* [Description of the task]
Lines below containing the word "bool" should be copied out.

Collected data entries
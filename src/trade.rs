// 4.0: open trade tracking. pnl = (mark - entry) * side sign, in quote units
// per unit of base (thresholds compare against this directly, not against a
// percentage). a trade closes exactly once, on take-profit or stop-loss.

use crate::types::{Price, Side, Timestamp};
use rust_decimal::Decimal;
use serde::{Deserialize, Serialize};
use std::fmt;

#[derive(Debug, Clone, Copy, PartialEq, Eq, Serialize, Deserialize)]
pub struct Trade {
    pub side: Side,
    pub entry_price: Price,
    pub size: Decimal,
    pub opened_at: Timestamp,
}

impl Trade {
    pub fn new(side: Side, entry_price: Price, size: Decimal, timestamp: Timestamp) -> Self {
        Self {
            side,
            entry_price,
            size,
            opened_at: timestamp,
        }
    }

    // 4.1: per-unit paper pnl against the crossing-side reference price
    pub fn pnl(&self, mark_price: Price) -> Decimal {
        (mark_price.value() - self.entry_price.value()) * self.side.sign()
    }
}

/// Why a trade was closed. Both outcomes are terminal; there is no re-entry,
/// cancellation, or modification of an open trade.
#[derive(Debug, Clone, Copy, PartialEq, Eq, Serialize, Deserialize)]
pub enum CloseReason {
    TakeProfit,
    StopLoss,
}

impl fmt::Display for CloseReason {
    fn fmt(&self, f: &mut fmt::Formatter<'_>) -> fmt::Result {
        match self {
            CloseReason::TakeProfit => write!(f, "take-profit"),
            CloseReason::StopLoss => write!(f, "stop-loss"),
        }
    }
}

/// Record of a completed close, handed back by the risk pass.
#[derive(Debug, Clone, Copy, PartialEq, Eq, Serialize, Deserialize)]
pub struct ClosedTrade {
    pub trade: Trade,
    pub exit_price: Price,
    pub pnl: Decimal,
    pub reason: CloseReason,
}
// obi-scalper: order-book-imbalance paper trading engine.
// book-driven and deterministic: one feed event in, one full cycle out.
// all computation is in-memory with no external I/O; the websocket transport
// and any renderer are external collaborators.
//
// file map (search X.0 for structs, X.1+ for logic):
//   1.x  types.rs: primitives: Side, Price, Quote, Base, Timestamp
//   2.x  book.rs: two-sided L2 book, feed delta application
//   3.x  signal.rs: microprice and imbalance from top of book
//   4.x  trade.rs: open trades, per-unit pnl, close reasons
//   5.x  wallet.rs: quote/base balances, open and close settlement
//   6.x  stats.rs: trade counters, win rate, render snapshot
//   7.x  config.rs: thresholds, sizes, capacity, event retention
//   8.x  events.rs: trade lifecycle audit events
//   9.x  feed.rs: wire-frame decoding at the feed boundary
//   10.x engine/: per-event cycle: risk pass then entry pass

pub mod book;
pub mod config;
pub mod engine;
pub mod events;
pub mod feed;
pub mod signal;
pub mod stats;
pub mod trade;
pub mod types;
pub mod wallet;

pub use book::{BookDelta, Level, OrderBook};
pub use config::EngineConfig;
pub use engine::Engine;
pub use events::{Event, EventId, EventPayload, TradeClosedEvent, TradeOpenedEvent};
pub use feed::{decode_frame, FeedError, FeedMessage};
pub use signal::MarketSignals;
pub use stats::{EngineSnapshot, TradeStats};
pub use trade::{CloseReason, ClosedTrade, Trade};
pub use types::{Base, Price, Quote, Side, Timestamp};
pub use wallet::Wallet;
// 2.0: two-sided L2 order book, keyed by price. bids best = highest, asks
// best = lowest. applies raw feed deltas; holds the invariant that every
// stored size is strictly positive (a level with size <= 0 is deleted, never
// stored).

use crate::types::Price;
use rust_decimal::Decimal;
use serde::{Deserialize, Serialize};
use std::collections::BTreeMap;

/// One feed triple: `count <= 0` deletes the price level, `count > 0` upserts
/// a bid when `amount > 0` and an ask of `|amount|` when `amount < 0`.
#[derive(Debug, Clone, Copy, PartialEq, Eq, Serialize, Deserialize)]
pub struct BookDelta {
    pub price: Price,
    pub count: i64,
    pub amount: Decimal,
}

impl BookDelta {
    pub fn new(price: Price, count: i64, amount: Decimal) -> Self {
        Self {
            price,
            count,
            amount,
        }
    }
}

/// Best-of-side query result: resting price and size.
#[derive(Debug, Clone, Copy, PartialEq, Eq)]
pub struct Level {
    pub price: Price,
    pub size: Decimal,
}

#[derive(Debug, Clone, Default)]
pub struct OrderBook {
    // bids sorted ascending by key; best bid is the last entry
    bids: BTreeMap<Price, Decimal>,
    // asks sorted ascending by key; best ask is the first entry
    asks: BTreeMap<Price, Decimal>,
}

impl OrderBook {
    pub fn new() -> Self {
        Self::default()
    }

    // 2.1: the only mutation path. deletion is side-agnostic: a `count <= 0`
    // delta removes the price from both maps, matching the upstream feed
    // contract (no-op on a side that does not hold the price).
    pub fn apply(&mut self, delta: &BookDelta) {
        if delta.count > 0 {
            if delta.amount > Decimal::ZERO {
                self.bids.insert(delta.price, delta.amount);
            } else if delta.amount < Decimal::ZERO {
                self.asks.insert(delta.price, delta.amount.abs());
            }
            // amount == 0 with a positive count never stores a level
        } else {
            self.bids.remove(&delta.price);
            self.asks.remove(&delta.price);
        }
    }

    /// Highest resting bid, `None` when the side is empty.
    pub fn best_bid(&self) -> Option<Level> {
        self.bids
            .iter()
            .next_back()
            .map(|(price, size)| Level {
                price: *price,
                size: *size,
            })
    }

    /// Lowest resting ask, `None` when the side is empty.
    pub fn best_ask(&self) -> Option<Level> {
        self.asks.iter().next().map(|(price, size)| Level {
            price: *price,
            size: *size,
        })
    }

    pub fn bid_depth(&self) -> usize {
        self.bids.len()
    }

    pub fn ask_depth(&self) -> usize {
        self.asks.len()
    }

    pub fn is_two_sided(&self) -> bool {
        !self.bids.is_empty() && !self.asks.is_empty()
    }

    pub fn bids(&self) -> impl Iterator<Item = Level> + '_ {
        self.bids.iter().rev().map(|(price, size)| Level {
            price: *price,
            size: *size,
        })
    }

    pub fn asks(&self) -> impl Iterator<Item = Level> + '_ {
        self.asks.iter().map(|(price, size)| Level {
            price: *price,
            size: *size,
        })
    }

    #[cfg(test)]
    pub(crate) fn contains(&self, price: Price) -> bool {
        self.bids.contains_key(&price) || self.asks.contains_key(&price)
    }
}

* [Exercise answer]
    pub fn is_two_sided(&self) -> bool {
    pub(crate) fn contains(&self, price: Price) -> bool {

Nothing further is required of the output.